Work task:
Below are entries. Pull out all lines containing "PlaybackState".

Provided data:

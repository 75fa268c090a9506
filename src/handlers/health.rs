//! Health check endpoint for service monitoring.

use crate::{error::AppError, services::account_service::AccountService};
use axum::{Json, extract::State};
use chrono::{DateTime, Utc};
use serde::Serialize;

/// Health check response.
#[derive(Debug, Serialize)]
pub struct HealthResponse {
    /// Overall service status
    pub status: String,

    /// Snapshot status
    pub storage: String,

    /// Number of accounts in the snapshot
    pub accounts: usize,

    /// Current server timestamp
    pub timestamp: DateTime<Utc>,
}

/// Health check handler.
///
/// # Response (200 OK)
///
/// ```json
/// {
///   "status": "healthy",
///   "storage": "readable",
///   "accounts": 3,
///   "timestamp": "2025-12-21T19:00:00Z"
/// }
/// ```
///
/// If the snapshot cannot be loaded, returns the standard error response.
pub async fn health_check(
    State(service): State<AccountService>,
) -> Result<Json<HealthResponse>, AppError> {
    let accounts = service.store().load().await?;

    Ok(Json(HealthResponse {
        status: "healthy".to_string(),
        storage: "readable".to_string(),
        accounts: accounts.len(),
        timestamp: Utc::now(),
    }))
}
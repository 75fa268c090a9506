//! Account HTTP handlers.
//!
//! Each handler maps one use case of the account service onto a route:
//! - POST /api/v1/accounts - Create account
//! - GET /api/v1/account - View balance and details
//! - POST /api/v1/account/deposit - Deposit money
//! - POST /api/v1/account/withdraw - Withdraw money
//! - PATCH /api/v1/account - Update details
//! - DELETE /api/v1/account - Delete account
//!
//! Account-scoped routes receive `Credentials` from the credentials middleware.

use crate::{
    error::AppError,
    handlers::extract::AppJson,
    middleware::credentials::Credentials,
    models::account::{
        AccountNumberResponse, AccountResponse, AmountRequest, BalanceResponse,
        CreateAccountRequest, UpdateDetailsRequest,
    },
    services::account_service::AccountService,
};
use axum::{Extension, Json, extract::State, http::StatusCode};

/// Create a new account.
///
/// # Request Body
///
/// ```json
/// {
///   "name": "Ann",
///   "email": "a@x.com",
///   "phone": "9876543210",
///   "pin": "1234"
/// }
/// ```
///
/// # Response
///
/// - **Success (201 Created)**: `{"account_number": "A1BC2D3E4"}`
/// - **Error (400)**: Missing field, bad phone or bad PIN
pub async fn create_account(
    State(service): State<AccountService>,
    AppJson(request): AppJson<CreateAccountRequest>,
) -> Result<(StatusCode, Json<AccountNumberResponse>), AppError> {
    let account_number = service.create_account(&request).await?;

    Ok((
        StatusCode::CREATED,
        Json(AccountNumberResponse { account_number }),
    ))
}

/// Show the account's details and balance. The PIN is never returned.
pub async fn get_account(
    State(service): State<AccountService>,
    Extension(credentials): Extension<Credentials>,
) -> Result<Json<AccountResponse>, AppError> {
    let account = service
        .get_details(&credentials.account_number, &credentials.pin)
        .await?;

    Ok(Json(account.into()))
}

/// Deposit money.
///
/// # Request Body
///
/// ```json
/// { "amount": 5000 }
/// ```
///
/// # Response
///
/// - **Success (200 OK)**: `{"balance": 5000}`
/// - **Error (401)**: Invalid account number or PIN
/// - **Error (422)**: Amount above the single-transaction cap
pub async fn deposit(
    State(service): State<AccountService>,
    Extension(credentials): Extension<Credentials>,
    AppJson(request): AppJson<AmountRequest>,
) -> Result<Json<BalanceResponse>, AppError> {
    let balance = service
        .deposit(&credentials.account_number, &credentials.pin, request.amount)
        .await?;

    Ok(Json(BalanceResponse { balance }))
}

/// Withdraw money.
///
/// # Response
///
/// - **Success (200 OK)**: `{"balance": 2000}`
/// - **Error (401)**: Invalid account number or PIN
/// - **Error (422)**: Amount above the current balance
pub async fn withdraw(
    State(service): State<AccountService>,
    Extension(credentials): Extension<Credentials>,
    AppJson(request): AppJson<AmountRequest>,
) -> Result<Json<BalanceResponse>, AppError> {
    let balance = service
        .withdraw(&credentials.account_number, &credentials.pin, request.amount)
        .await?;

    Ok(Json(BalanceResponse { balance }))
}

/// Update any of name, email, phone and PIN. Blank fields are left unchanged.
pub async fn update_account(
    State(service): State<AccountService>,
    Extension(credentials): Extension<Credentials>,
    AppJson(request): AppJson<UpdateDetailsRequest>,
) -> Result<StatusCode, AppError> {
    service
        .update_details(&credentials.account_number, &credentials.pin, &request)
        .await?;

    Ok(StatusCode::NO_CONTENT)
}

/// Delete the account permanently.
pub async fn delete_account(
    State(service): State<AccountService>,
    Extension(credentials): Extension<Credentials>,
) -> Result<StatusCode, AppError> {
    service
        .delete_account(&credentials.account_number, &credentials.pin)
        .await?;

    Ok(StatusCode::NO_CONTENT)
}
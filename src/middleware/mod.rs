//! HTTP middleware components.
//!
//! Middleware are functions that run before route handlers.
//! They can:
//! - Extract request context (account credentials)
//! - Short-circuit requests (reject missing credentials)

/// Account credential extraction middleware
pub mod credentials;
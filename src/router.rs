//! HTTP routing.
//!
//! Builds the axum router that exposes the account service. The router is
//! a thin adapter: every route maps to exactly one service call.

use axum::{
    Router, middleware as axum_middleware,
    routing::{get, post},
};
use tower_http::trace::TraceLayer;

use crate::{handlers, middleware, services::account_service::AccountService};

pub fn app(service: AccountService) -> Router {
    // Routes acting on an existing account need credential headers
    let account_routes = Router::new()
        .route(
            "/api/v1/account",
            get(handlers::accounts::get_account)
                .patch(handlers::accounts::update_account)
                .delete(handlers::accounts::delete_account),
        )
        .route(
            "/api/v1/account/deposit",
            post(handlers::accounts::deposit),
        )
        .route(
            "/api/v1/account/withdraw",
            post(handlers::accounts::withdraw),
        )
        .route_layer(axum_middleware::from_fn(
            middleware::credentials::credentials_middleware,
        ));

    Router::new()
        // Public routes (no credentials required)
        .route("/health", get(handlers::health::health_check))
        .route("/api/v1/accounts", post(handlers::accounts::create_account))
        .merge(account_routes)
        .layer(TraceLayer::new_for_http())
        .with_state(service)
}
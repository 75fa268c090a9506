//! Field validation for account creation and updates.
//!
//! Validation is pure: nothing here touches the store, so it can run before
//! the store lock is taken.

use crate::{
    error::AppError,
    models::{
        account::{Account, CreateAccountRequest, PinPolicy, UpdateDetailsRequest},
        digits::{self, PHONE_LEN, PIN_LEN},
    },
};

/// Creation input that passed validation. The PIN is still in clear here.
#[derive(Debug, Clone, PartialEq, Eq)]
pub struct NewAccount {
    pub name: String,
    pub email: String,
    pub phone: String,
    pub pin: String,
}

/// Validate creation input. The first failing rule wins:
/// all fields present, then the phone, then the PIN.
pub fn validate_new_account(request: &CreateAccountRequest) -> Result<NewAccount, AppError> {
    let name = request.name.trim();
    let email = request.email.trim();
    let phone = request.phone.trim();
    let pin = request.pin.trim();

    if [name, email, phone, pin].iter().any(|f| f.is_empty()) {
        return Err(AppError::Validation("All fields are required".to_string()));
    }

    Ok(NewAccount {
        name: name.to_string(),
        email: email.to_string(),
        phone: validate_phone(phone)?,
        pin: validate_pin(pin)?,
    })
}

pub fn validate_phone(phone: &str) -> Result<String, AppError> {
    if digits::is_digits(phone, PHONE_LEN) {
        Ok(phone.to_string())
    } else {
        Err(AppError::Validation(
            "Phone number must be exactly 10 digits".to_string(),
        ))
    }
}

pub fn validate_pin(pin: &str) -> Result<String, AppError> {
    if digits::is_digits(pin, PIN_LEN) {
        Ok(pin.to_string())
    } else {
        Err(AppError::Validation("PIN must be exactly 4 digits".to_string()))
    }
}

/// A detail update where every supplied field has already been validated.
///
/// Built with [`StagedUpdate::stage`], applied with [`StagedUpdate::apply`].
/// Either every supplied field is applied or, if any fails validation, none.
#[derive(Debug, Clone, Default, PartialEq, Eq)]
pub struct StagedUpdate {
    name: Option<String>,
    email: Option<String>,
    phone: Option<String>,
    pin: Option<String>,
}

impl StagedUpdate {
    /// Validate every non-blank field of `request`.
    pub fn stage(request: &UpdateDetailsRequest) -> Result<Self, AppError> {
        Ok(Self {
            name: supplied(&request.name).map(str::to_string),
            email: supplied(&request.email).map(str::to_string),
            phone: supplied(&request.phone).map(validate_phone).transpose()?,
            pin: supplied(&request.pin).map(validate_pin).transpose()?,
        })
    }

    pub fn is_empty(&self) -> bool {
        self.name.is_none() && self.email.is_none() && self.phone.is_none() && self.pin.is_none()
    }

    /// Write the staged fields into `account`, sealing a new PIN under `policy`.
    pub fn apply(self, account: &mut Account, policy: PinPolicy) {
        if let Some(name) = self.name {
            account.name = name;
        }
        if let Some(email) = self.email {
            account.email = email;
        }
        if let Some(phone) = self.phone {
            account.phone = phone;
        }
        if let Some(pin) = self.pin {
            account.pin = policy.seal(&account.account_number, &pin);
        }
    }
}

/// Blank means "leave unchanged".
fn supplied(field: &Option<String>) -> Option<&str> {
    field.as_deref().map(str::trim).filter(|f| !f.is_empty())
}
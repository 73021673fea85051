use crate::message::outgoing::state_message::StateMessage;
use crate::message::{
	MessageError, WebSocketMessage, deserialize_message_from_str, serialize_message_to_websocket_message,
};
use crate::resource::ResourceId;
use serde::{Deserialize, Serialize};

pub mod state_message;

/// A message from the server to a viewer: either the join-time snapshot or a
/// fact derived from an accepted command.
#[derive(Clone, Debug, Deserialize, Serialize, PartialEq)]
#[serde(tag = "type")]
#[serde(rename_all = "kebab-case")]
pub enum OutgoingMessage {
	State(StateMessage),
	Play(PlayBroadcast),
	Pause(PauseBroadcast),
	Seek(SeekBroadcast),
	ResourceAvailable(ResourceAvailableBroadcast),
	ResourceRemoved,
}

macro_rules! outgoing_from_struct {
	($enum_case: ident, $struct_type: ty) => {
		impl From<$struct_type> for OutgoingMessage {
			fn from(message: $struct_type) -> OutgoingMessage {
				OutgoingMessage::$enum_case(message)
			}
		}
	};
}

outgoing_from_struct!(State, StateMessage);

#[derive(Clone, Debug, Deserialize, Serialize, PartialEq)]
pub struct PlayBroadcast {
	pub current_time: f64,
}

outgoing_from_struct!(Play, PlayBroadcast);

#[derive(Clone, Debug, Deserialize, Serialize, PartialEq)]
pub struct PauseBroadcast {
	pub current_time: f64,
}

outgoing_from_struct!(Pause, PauseBroadcast);

#[derive(Clone, Debug, Deserialize, Serialize, PartialEq)]
pub struct SeekBroadcast {
	pub current_time: f64,
}

outgoing_from_struct!(Seek, SeekBroadcast);

#[derive(Clone, Debug, Deserialize, Serialize, PartialEq)]
pub struct ResourceAvailableBroadcast {
	pub resource: ResourceId,
}

outgoing_from_struct!(ResourceAvailable, ResourceAvailableBroadcast);

impl From<&OutgoingMessage> for WebSocketMessage {
	fn from(message: &OutgoingMessage) -> Self {
		serialize_message_to_websocket_message(message)
	}
}

impl TryFrom<&WebSocketMessage> for OutgoingMessage {
	type Error = MessageError;

	fn try_from(websocket_message: &WebSocketMessage) -> Result<Self, Self::Error> {
		match websocket_message {
			WebSocketMessage::Text(json) => deserialize_message_from_str(json.as_str()),
			_ => Err(MessageError::WrongMessageType(websocket_message.clone())),
		}
	}
}
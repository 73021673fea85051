use crate::configuration::ConfigurationError;
use thiserror::Error;

#[derive(Error, Debug)]
pub enum VidsyncError {
	#[error("Failed to load configuration: {0}")]
	Configuration(#[from] ConfigurationError),
	#[error("Failed to parse commandline: {0}")]
	Commandline(#[from] clap::Error),
	#[error("IO error while serving requests: {0}")]
	Server(#[from] std::io::Error),
}
use crate::configuration::Configuration;
use crate::context::ApplicationContext;
use crate::error::VidsyncError;
use crate::server::run_server;
use tracing::info;
use tracing_subscriber::EnvFilter;

#[derive(clap::Parser)]
pub struct Commandline {
	#[clap(short = 'c', long = "config-file", default_value = "configuration.toml")]
	pub configuration_file_path: String,
	#[clap(subcommand)]
	pub command: Option<BaseCommand>,
}

#[derive(clap::Parser)]
pub enum BaseCommand {
	/// Run the vidsync server
	Run,
	/// Print the configuration
	Configuration,
}

impl Default for BaseCommand {
	fn default() -> Self {
		Self::Run
	}
}

impl Commandline {
	pub async fn run(self) -> Result<(), VidsyncError> {
		let configuration = Configuration::from_file(&self.configuration_file_path)?;

		tracing_subscriber::fmt()
			.with_env_filter(EnvFilter::new(&configuration.log_filters))
			.init();

		match self.command.unwrap_or_default() {
			BaseCommand::Run => {
				let application_context = ApplicationContext::new(configuration)
					.await
					.expect("Failed to create application context.");
				info!(
					"Starting server. Start websocket connections at 'ws://{}/ws'.",
					application_context.configuration.address
				);
				run_server(application_context).await?;
			}
			BaseCommand::Configuration => println!("{configuration:?}"),
		}
		Ok(())
	}
}
use crate::connection::sender::{MessageSender, MessageSenderTrait};
use crate::message::outgoing::OutgoingMessage;
use async_trait::async_trait;
use parking_lot::Mutex;
use std::sync::Arc;

/// Message sender for tests that records everything instead of sending it.
#[derive(Clone, Debug, Default)]
pub struct FakeMessageSender {
	inner: Arc<Mutex<FakeMessageSenderInner>>,
}

#[derive(Debug, Default)]
struct FakeMessageSenderInner {
	sent_messages: Vec<OutgoingMessage>,
	closed: bool,
}

impl FakeMessageSender {
	pub fn sent_messages(&self) -> Vec<OutgoingMessage> {
		self.inner.lock().sent_messages.clone()
	}

	pub fn was_closed(&self) -> bool {
		self.inner.lock().closed
	}
}

impl From<FakeMessageSender> for MessageSender {
	fn from(fake_message_sender: FakeMessageSender) -> Self {
		Arc::pin(fake_message_sender)
	}
}

#[async_trait]
impl MessageSenderTrait for FakeMessageSender {
	async fn send_message(&self, message: OutgoingMessage) -> Result<(), ()> {
		self.inner.lock().sent_messages.push(message);
		Ok(())
	}

	async fn close(&self) {
		self.inner.lock().closed = true;
	}
}
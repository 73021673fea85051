use crate::connection::sender::MessageSender;
use crate::message::client_request::ClientRequest;
use crate::message::{MessageError, WebSocketMessage};
use crate::server::WebSocket;
use crate::utils::infallible_stream::InfallibleStream;
use async_trait::async_trait;
use futures_util::stream::SplitStream;
use futures_util::{Stream, StreamExt};
use std::pin::Pin;
use tracing::{debug, error};

pub type MessageReceiver = Pin<Box<dyn MessageReceiverTrait + Unpin + Send>>;
pub type WebSocketMessageReceiver = StreamMessageReceiver<InfallibleStream<SplitStream<WebSocket>>>;

#[async_trait]
pub trait MessageReceiverTrait {
	/// Receive a request from the client or None if the connection has been closed.
	async fn receive(&mut self) -> Option<ClientRequest>;
}

pub struct StreamMessageReceiver<RequestStream = InfallibleStream<SplitStream<WebSocket>>> {
	request_stream: RequestStream,
	message_sender: MessageSender,
}

#[async_trait]
impl<RequestStream> MessageReceiverTrait for StreamMessageReceiver<RequestStream>
where
	RequestStream: Stream<Item = WebSocketMessage> + Unpin + Send,
{
	async fn receive(&mut self) -> Option<ClientRequest> {
		loop {
			let websocket_message = self.request_stream.next().await?;

			if let WebSocketMessage::Close(_) = websocket_message {
				self.message_sender.close().await;
				return None;
			}

			// Malformed commands are dropped without a reply; the shared state
			// must not be affected by anything that doesn't parse.
			match ClientRequest::try_from(&websocket_message) {
				Ok(client_request) => return Some(client_request),
				Err(MessageError::DeserializationFailed { error, json }) => {
					error!("Failed to deserialize client request with error: {error}, message was: {json}");
				}
				Err(MessageError::WrongMessageType(message)) => {
					debug!("Ignoring non-text message: {message:?}");
				}
			}
		}
	}
}

impl<RequestStream> StreamMessageReceiver<RequestStream>
where
	RequestStream: Stream<Item = WebSocketMessage>,
{
	pub fn new(request_stream: RequestStream, message_sender: MessageSender) -> Self {
		Self {
			request_stream,
			message_sender,
		}
	}
}

impl<RequestStream> From<StreamMessageReceiver<RequestStream>> for MessageReceiver
where
	RequestStream: Stream<Item = WebSocketMessage> + Unpin + Send + 'static,
{
	fn from(stream_message_receiver: StreamMessageReceiver<RequestStream>) -> Self {
		Box::pin(stream_message_receiver)
	}
}
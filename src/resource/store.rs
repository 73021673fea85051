use crate::resource::ResourceId;
use parking_lot::Mutex;
use std::path::{Path, PathBuf};
use std::sync::Arc;
use tracing::{info, warn};

/// Tracks the single currently active media file and owns its bytes on disk.
/// Swapping and removal are atomic with respect to `current`; deletion of
/// superseded bytes is scheduled on a detached task and never blocks or
/// fails the caller.
#[derive(Clone)]
pub struct ResourceStore {
	inner: Arc<Inner>,
}

struct Inner {
	directory: PathBuf,
	current: Mutex<Option<ResourceId>>,
}

impl ResourceStore {
	pub fn new(directory: PathBuf) -> Self {
		Self {
			inner: Arc::new(Inner {
				directory,
				current: Mutex::new(None),
			}),
		}
	}

	/// Write uploaded bytes to disk under a freshly generated name. The new
	/// file only becomes current once it is passed to [`replace`].
	///
	/// [`replace`]: ResourceStore::replace
	pub async fn save_upload(&self, original_name: &str, bytes: &[u8]) -> std::io::Result<ResourceId> {
		let resource = ResourceId::generate(original_name);
		tokio::fs::write(self.path_of(&resource), bytes).await?;
		Ok(resource)
	}

	/// Make `new` the current resource, returning the previous one. The
	/// previous file's deletion is attempted exactly once, in the background.
	pub fn replace(&self, new: ResourceId) -> Option<ResourceId> {
		let previous = self.inner.current.lock().replace(new);
		if let Some(previous) = previous.clone() {
			self.schedule_deletion(previous);
		}
		previous
	}

	/// Clear the current resource, scheduling deletion of its bytes. A no-op
	/// when nothing is current.
	pub fn remove(&self) -> Option<ResourceId> {
		let previous = self.inner.current.lock().take();
		if let Some(previous) = previous.clone() {
			self.schedule_deletion(previous);
		}
		previous
	}

	pub fn current(&self) -> Option<ResourceId> {
		self.inner.current.lock().clone()
	}

	pub fn path_of(&self, resource: &ResourceId) -> PathBuf {
		self.inner.directory.join(resource.as_str())
	}

	pub fn directory(&self) -> &Path {
		&self.inner.directory
	}

	fn schedule_deletion(&self, resource: ResourceId) {
		let path = self.path_of(&resource);
		tokio::spawn(async move {
			match tokio::fs::remove_file(&path).await {
				Ok(()) => info!("Deleted superseded resource '{resource}'."),
				Err(error) => warn!("Failed to delete resource '{resource}': {error}"),
			}
		});
	}
}
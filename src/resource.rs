use serde::{Deserialize, Serialize};
use std::fmt::{Display, Formatter};
use std::path::Path;
use uuid::Uuid;

pub mod store;

/// Name of a media file inside the uploads directory. At most one resource
/// is current at any instant; see [`store::ResourceStore`].
#[derive(Clone, Debug, Eq, PartialEq, Hash, Serialize, Deserialize)]
#[serde(transparent)]
pub struct ResourceId {
	name: String,
}

impl ResourceId {
	/// Generate a fresh identifier, keeping the extension of the uploaded
	/// file so players can recognize the container format from the URL.
	pub fn generate(original_name: &str) -> Self {
		let extension = Path::new(original_name)
			.extension()
			.and_then(|extension| extension.to_str())
			.map(|extension| format!(".{extension}"))
			.unwrap_or_default();

		Self {
			name: format!("video_{}{extension}", Uuid::new_v4().simple()),
		}
	}

	pub fn as_str(&self) -> &str {
		&self.name
	}
}

impl From<&str> for ResourceId {
	fn from(name: &str) -> Self {
		Self { name: name.to_string() }
	}
}

impl Display for ResourceId {
	fn fmt(&self, formatter: &mut Formatter) -> std::fmt::Result {
		write!(formatter, "{}", self.name)
	}
}
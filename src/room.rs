use crate::message::outgoing::state_message::StateMessage;
use crate::message::outgoing::{OutgoingMessage, PauseBroadcast, PlayBroadcast, ResourceAvailableBroadcast, SeekBroadcast};
use crate::resource::ResourceId;
use crate::resource::store::ResourceStore;
use crate::room::client::Client;
use crate::room::client_id::ClientId;
use crate::room::clients::Clients;
use crate::room::playback_state::{PlaybackState, StateChange};
use chrono::Utc;
use parking_lot::Mutex;
use std::sync::Arc;
use tokio::sync::mpsc;
use tracing::{debug, info};

pub mod client;
pub mod client_id;
mod client_id_sequence;
mod clients;
pub mod playback_state;

/// The one shared room every viewer joins.
///
/// Playback state mutation and broadcast enqueueing happen under a single
/// lock, so facts reach every connection in the order they were applied and
/// a join-time snapshot always equals the replay of all facts applied so
/// far. The resource store's current pointer is only changed while that
/// lock is held, keeping resource swaps serialized with playback commands.
#[derive(Clone)]
pub struct Room {
	inner: Arc<Inner>,
}

struct Inner {
	state: Mutex<SynchronizedState>,
	resources: ResourceStore,
}

struct SynchronizedState {
	playback: PlaybackState,
	clients: Clients,
}

impl Room {
	pub fn new(resources: ResourceStore) -> Self {
		Self {
			inner: Arc::new(Inner {
				state: Mutex::new(SynchronizedState {
					playback: PlaybackState::at_rest(Utc::now()),
					clients: Clients::default(),
				}),
				resources,
			}),
		}
	}

	/// Add a new viewer. Its first queued message is a snapshot of the
	/// current playback state, taken under the same lock that serializes
	/// fact application, so no fact can be lost or reordered around it.
	pub fn join(&self) -> (Client, mpsc::UnboundedReceiver<OutgoingMessage>) {
		let (queue_sender, queue_receiver) = mpsc::unbounded_channel();

		let mut state = self.inner.state.lock();
		let client = state.clients.add(queue_sender);
		client.enqueue(StateMessage::from(&state.playback).into());
		drop(state);

		info!("Viewer {} joined.", client.id());
		(client, queue_receiver)
	}

	pub fn leave(&self, client_id: ClientId) {
		let remaining = self.inner.state.lock().clients.remove(client_id);
		info!("Viewer {client_id} left, {remaining} still connected.");
	}

	pub fn play(&self, sender: ClientId, position: f64) {
		let position = position.max(0.0);
		self.apply_and_relay(
			sender,
			StateChange::PlayedAt(position),
			PlayBroadcast { current_time: position }.into(),
		);
	}

	pub fn pause(&self, sender: ClientId, position: f64) {
		let position = position.max(0.0);
		self.apply_and_relay(
			sender,
			StateChange::PausedAt(position),
			PauseBroadcast { current_time: position }.into(),
		);
	}

	pub fn seek(&self, sender: ClientId, position: f64) {
		let position = position.max(0.0);
		self.apply_and_relay(
			sender,
			StateChange::SeekedTo(position),
			SeekBroadcast { current_time: position }.into(),
		);
	}

	/// Apply a playback fact and relay it to everyone but the sender.
	/// Commands without an active resource are dropped; they must neither
	/// mutate state nor broadcast.
	fn apply_and_relay(&self, sender: ClientId, change: StateChange, message: OutgoingMessage) {
		let mut state = self.inner.state.lock();
		if state.playback.resource.is_none() {
			debug!("Dropping {change:?} from {sender}, no resource is active.");
			return;
		}
		state.playback.apply(change, Utc::now());
		state.clients.broadcast_excluding(sender, &message);
	}

	/// Swap in a freshly stored resource. The previous file's deletion is
	/// scheduled by the resource store; the confirmation is broadcast to
	/// every viewer, including the uploader, only after both mutations are
	/// complete.
	pub fn replace_resource(&self, resource: ResourceId) {
		let mut state = self.inner.state.lock();
		self.inner.resources.replace(resource.clone());
		state.playback.apply(StateChange::ResourceReplaced(resource.clone()), Utc::now());
		state
			.clients
			.broadcast(&ResourceAvailableBroadcast { resource }.into());
	}

	/// Remove the current resource. Idempotent: the removal fact is
	/// broadcast to everyone even when no resource was active.
	pub fn remove_resource(&self) {
		let mut state = self.inner.state.lock();
		self.inner.resources.remove();
		state.playback.apply(StateChange::ResourceRemoved, Utc::now());
		state.clients.broadcast(&OutgoingMessage::ResourceRemoved);
	}

	pub fn resources(&self) -> &ResourceStore {
		&self.inner.resources
	}

	pub fn snapshot(&self) -> PlaybackState {
		self.inner.state.lock().playback.clone()
	}
}
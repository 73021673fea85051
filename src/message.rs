use serde::Serialize;
use serde::de::DeserializeOwned;
use thiserror::Error;

pub mod client_request;
pub mod outgoing;

pub type WebSocketMessage = axum::extract::ws::Message;

#[derive(Debug, Error)]
pub enum MessageError {
	#[error("Failed to deserialize message with error: {error}, message was: {json}")]
	DeserializationFailed { error: String, json: String },
	#[error("Message has incorrect websocket message type: {0:?}")]
	WrongMessageType(WebSocketMessage),
}

pub fn deserialize_message_from_str<MessageType: DeserializeOwned>(json: &str) -> Result<MessageType, MessageError> {
	serde_json::from_str(json).map_err(|error| MessageError::DeserializationFailed {
		error: error.to_string(),
		json: json.to_string(),
	})
}

pub fn serialize_message_to_websocket_message(message: &impl Serialize) -> WebSocketMessage {
	let json = serde_json::to_string(message).expect("Failed to serialize message to JSON.");
	WebSocketMessage::Text(json.into())
}
use crate::connection::receiver::{MessageReceiver, StreamMessageReceiver};
use crate::connection::sender::{MessageSender, SinkMessageSender};
use crate::message::WebSocketMessage;
use crate::message::client_request::ClientRequest;
use crate::message::outgoing::OutgoingMessage;
use futures_util::{Sink, SinkExt, Stream, StreamExt};
use std::pin::Pin;

/// In-memory counterpart for a server connection, backed by two channels
/// instead of a websocket.
pub struct WebsocketTestClient {
	sender: Pin<Box<dyn Sink<WebSocketMessage, Error = ()> + Unpin + Send>>,
	receiver: Pin<Box<dyn Stream<Item = WebSocketMessage> + Unpin + Send>>,
}

impl WebsocketTestClient {
	pub fn new() -> (MessageSender, MessageReceiver, Self) {
		let (client_sender, server_receiver) = futures_channel::mpsc::unbounded();
		let (server_sender, client_receiver) = futures_channel::mpsc::unbounded();
		let client_sender = client_sender.sink_map_err(|_error| ());

		let sink_message_sender = SinkMessageSender::new(server_sender);
		let message_sender = MessageSender::from(sink_message_sender);
		let stream_message_receiver = StreamMessageReceiver::new(server_receiver, message_sender.clone());

		let message_receiver = MessageReceiver::from(stream_message_receiver);

		let test_client = Self {
			sender: Box::pin(client_sender),
			receiver: Box::pin(client_receiver),
		};

		(message_sender, message_receiver, test_client)
	}

	pub async fn send_raw(&mut self, message: WebSocketMessage) {
		self.sender
			.send(message)
			.await
			.expect("Failed to send message via TestClient.");
	}

	pub async fn receive_raw(&mut self) -> WebSocketMessage {
		self.receiver
			.next()
			.await
			.expect("Failed to receive message via TestClient")
	}

	pub async fn send_request(&mut self, request: impl Into<ClientRequest>) {
		let client_request = request.into();
		let websocket_message = WebSocketMessage::from(&client_request);
		self.send_raw(websocket_message).await;
	}

	pub async fn receive_outgoing_message(&mut self) -> OutgoingMessage {
		let websocket_message = self.receive_raw().await;
		OutgoingMessage::try_from(&websocket_message).expect("Failed to deserialize OutgoingMessage")
	}
}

Written reply:
use crate::room::playback_state::{PlaybackState, StateChange};
	playback: PlaybackState,
					playback: PlaybackState::at_rest(Utc::now()),
	pub fn snapshot(&self) -> PlaybackState {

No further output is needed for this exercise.